# [YOUR INSTRUCTIONS]
Among the lines below, copy exactly those from the one with "for subsequent callers." through the one with "task at a time.", counting both ends.

*** DATA FOR THIS TASK ***

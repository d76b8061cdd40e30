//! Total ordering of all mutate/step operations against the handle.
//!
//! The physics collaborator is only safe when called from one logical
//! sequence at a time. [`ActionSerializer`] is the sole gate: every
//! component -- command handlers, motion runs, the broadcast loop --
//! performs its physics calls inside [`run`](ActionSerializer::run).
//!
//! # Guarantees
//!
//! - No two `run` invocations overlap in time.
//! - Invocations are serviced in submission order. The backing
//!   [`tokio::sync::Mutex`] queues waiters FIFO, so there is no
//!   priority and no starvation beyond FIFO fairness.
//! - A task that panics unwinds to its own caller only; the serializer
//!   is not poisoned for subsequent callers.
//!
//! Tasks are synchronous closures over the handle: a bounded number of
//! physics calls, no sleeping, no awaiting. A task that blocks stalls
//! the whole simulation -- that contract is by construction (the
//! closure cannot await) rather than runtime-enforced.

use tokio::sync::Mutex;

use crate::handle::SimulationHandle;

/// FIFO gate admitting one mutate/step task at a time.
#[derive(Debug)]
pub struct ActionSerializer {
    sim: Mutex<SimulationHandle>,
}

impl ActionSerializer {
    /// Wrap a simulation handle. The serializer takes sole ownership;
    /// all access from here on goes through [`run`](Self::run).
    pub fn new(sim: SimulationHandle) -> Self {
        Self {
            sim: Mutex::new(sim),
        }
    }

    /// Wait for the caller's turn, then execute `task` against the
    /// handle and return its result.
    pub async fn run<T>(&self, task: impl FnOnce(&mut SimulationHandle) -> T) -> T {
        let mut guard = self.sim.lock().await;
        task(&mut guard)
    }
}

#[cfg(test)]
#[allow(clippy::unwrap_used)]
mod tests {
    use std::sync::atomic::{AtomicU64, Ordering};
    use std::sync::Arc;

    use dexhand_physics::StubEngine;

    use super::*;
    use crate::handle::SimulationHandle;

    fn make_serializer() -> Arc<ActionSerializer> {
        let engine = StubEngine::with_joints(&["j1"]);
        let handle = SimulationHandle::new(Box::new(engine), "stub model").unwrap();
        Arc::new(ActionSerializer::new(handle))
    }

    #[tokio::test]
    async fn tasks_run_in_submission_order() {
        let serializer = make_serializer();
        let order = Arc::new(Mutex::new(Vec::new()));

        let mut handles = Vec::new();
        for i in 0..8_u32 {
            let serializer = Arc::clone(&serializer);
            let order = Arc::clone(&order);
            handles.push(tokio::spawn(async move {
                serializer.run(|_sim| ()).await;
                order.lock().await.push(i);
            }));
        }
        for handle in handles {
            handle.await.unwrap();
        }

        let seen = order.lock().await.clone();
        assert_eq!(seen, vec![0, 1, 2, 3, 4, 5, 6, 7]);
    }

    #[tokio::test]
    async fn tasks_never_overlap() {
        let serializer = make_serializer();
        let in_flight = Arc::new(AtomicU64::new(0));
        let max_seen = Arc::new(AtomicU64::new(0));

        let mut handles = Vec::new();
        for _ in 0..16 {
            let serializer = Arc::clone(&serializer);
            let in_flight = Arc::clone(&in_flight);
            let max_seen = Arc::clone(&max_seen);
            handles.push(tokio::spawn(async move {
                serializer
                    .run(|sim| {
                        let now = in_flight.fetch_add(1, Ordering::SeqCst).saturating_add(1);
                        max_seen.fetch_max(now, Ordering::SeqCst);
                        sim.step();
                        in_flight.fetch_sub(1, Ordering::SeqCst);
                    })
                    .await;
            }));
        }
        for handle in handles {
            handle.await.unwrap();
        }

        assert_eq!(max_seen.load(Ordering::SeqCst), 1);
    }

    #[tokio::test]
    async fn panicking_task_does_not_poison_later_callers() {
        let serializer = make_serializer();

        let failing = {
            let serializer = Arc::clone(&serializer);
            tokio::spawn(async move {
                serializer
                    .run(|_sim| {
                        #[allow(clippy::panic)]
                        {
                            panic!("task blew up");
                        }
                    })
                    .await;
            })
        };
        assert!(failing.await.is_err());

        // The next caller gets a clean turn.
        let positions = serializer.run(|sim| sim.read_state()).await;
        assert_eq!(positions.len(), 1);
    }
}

*** End of DATA FOR THIS TASK ***
*** DATA FOR THIS TASK ***

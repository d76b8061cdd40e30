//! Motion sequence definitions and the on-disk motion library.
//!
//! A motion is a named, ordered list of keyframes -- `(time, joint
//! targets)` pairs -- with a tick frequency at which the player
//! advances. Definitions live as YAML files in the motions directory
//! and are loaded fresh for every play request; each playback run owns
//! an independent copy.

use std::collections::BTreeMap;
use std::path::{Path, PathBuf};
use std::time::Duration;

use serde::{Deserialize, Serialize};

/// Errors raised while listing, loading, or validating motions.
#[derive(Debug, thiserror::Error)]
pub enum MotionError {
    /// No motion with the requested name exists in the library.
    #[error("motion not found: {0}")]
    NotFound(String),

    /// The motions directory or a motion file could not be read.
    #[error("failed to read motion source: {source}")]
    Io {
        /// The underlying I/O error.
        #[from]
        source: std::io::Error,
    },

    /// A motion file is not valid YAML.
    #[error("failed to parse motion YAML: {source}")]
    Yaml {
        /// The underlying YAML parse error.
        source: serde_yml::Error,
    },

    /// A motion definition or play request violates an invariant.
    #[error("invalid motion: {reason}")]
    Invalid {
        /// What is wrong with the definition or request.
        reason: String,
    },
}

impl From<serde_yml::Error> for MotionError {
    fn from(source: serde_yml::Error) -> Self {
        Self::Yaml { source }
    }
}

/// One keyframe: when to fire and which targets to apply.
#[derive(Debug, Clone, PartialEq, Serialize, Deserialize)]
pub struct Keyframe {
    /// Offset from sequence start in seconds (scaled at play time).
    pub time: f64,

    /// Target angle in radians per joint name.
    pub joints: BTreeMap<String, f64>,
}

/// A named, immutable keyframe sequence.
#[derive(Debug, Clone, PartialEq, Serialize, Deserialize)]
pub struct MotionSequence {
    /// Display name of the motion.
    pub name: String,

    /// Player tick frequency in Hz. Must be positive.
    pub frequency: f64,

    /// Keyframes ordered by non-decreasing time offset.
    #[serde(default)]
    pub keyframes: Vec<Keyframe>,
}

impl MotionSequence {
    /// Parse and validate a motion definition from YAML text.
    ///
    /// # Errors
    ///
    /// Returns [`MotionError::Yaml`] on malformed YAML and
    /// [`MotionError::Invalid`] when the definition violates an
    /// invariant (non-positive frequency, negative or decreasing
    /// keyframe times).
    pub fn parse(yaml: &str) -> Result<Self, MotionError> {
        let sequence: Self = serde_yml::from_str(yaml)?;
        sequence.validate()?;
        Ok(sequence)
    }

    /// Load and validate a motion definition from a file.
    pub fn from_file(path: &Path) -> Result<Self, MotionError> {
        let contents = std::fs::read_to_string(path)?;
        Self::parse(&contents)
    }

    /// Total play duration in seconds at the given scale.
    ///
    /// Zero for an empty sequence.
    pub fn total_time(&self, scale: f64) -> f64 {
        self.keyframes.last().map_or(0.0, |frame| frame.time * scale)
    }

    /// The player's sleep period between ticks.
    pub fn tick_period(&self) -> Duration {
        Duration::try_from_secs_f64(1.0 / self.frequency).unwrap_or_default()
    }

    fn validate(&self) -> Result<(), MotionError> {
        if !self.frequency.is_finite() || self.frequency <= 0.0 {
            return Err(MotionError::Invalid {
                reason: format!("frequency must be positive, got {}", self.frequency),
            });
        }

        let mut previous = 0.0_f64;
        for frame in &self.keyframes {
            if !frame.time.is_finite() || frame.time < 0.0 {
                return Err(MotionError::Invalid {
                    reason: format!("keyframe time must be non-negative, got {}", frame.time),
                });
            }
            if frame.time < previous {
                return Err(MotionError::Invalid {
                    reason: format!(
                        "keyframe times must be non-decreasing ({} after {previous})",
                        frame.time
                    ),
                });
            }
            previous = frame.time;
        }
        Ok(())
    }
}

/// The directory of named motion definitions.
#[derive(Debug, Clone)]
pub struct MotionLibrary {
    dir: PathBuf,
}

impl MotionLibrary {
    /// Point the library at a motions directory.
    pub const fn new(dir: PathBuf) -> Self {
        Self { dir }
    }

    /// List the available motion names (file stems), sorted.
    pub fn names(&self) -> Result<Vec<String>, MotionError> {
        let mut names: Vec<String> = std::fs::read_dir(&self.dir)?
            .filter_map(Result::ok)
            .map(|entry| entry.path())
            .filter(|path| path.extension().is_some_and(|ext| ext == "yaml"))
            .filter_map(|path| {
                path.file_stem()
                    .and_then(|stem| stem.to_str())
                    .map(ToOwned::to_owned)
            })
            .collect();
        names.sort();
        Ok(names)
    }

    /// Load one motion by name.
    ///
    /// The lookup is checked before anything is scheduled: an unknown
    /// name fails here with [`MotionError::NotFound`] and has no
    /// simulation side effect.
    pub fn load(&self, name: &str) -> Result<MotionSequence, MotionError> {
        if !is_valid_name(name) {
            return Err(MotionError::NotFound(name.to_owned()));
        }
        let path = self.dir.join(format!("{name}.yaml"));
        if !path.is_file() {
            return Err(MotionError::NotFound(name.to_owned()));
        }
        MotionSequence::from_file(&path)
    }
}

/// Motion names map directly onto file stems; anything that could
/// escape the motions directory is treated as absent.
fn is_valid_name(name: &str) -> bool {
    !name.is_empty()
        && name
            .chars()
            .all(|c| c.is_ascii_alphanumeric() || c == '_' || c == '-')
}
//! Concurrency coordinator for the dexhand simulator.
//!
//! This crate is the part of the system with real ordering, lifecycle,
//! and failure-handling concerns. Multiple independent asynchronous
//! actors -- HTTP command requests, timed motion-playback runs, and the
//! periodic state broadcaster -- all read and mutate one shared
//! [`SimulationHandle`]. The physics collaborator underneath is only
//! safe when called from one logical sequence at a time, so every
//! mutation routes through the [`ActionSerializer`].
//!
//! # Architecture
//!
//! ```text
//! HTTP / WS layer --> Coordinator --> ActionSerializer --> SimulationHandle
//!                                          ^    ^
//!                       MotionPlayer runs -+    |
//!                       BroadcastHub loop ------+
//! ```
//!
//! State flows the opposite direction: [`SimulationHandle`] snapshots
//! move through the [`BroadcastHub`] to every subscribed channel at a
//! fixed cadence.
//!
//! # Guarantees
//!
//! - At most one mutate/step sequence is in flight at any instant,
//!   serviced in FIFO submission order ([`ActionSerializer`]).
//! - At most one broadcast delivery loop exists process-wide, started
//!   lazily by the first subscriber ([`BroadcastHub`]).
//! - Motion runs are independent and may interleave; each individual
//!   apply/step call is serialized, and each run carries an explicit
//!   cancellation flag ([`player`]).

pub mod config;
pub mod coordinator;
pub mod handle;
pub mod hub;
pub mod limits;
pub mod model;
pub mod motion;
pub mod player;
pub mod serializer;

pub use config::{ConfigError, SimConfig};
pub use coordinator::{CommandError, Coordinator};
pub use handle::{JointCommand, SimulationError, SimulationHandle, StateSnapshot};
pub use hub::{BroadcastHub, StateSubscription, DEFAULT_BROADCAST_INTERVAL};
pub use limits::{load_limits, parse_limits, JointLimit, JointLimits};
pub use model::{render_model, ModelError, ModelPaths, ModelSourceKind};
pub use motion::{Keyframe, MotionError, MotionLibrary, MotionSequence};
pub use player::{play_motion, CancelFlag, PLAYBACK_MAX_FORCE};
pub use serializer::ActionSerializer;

*** End of DATA FOR THIS TASK ***

# [TASK SOLUTION]
//!   is not poisoned for subsequent callers.
//!
//! Tasks are synchronous closures over the handle: a bounded number of
//! physics calls, no sleeping, no awaiting. A task that blocks stalls
//! the whole simulation -- that contract is by construction (the
//! closure cannot await) rather than runtime-enforced.

use tokio::sync::Mutex;

use crate::handle::SimulationHandle;

/// FIFO gate admitting one mutate/step task at a time.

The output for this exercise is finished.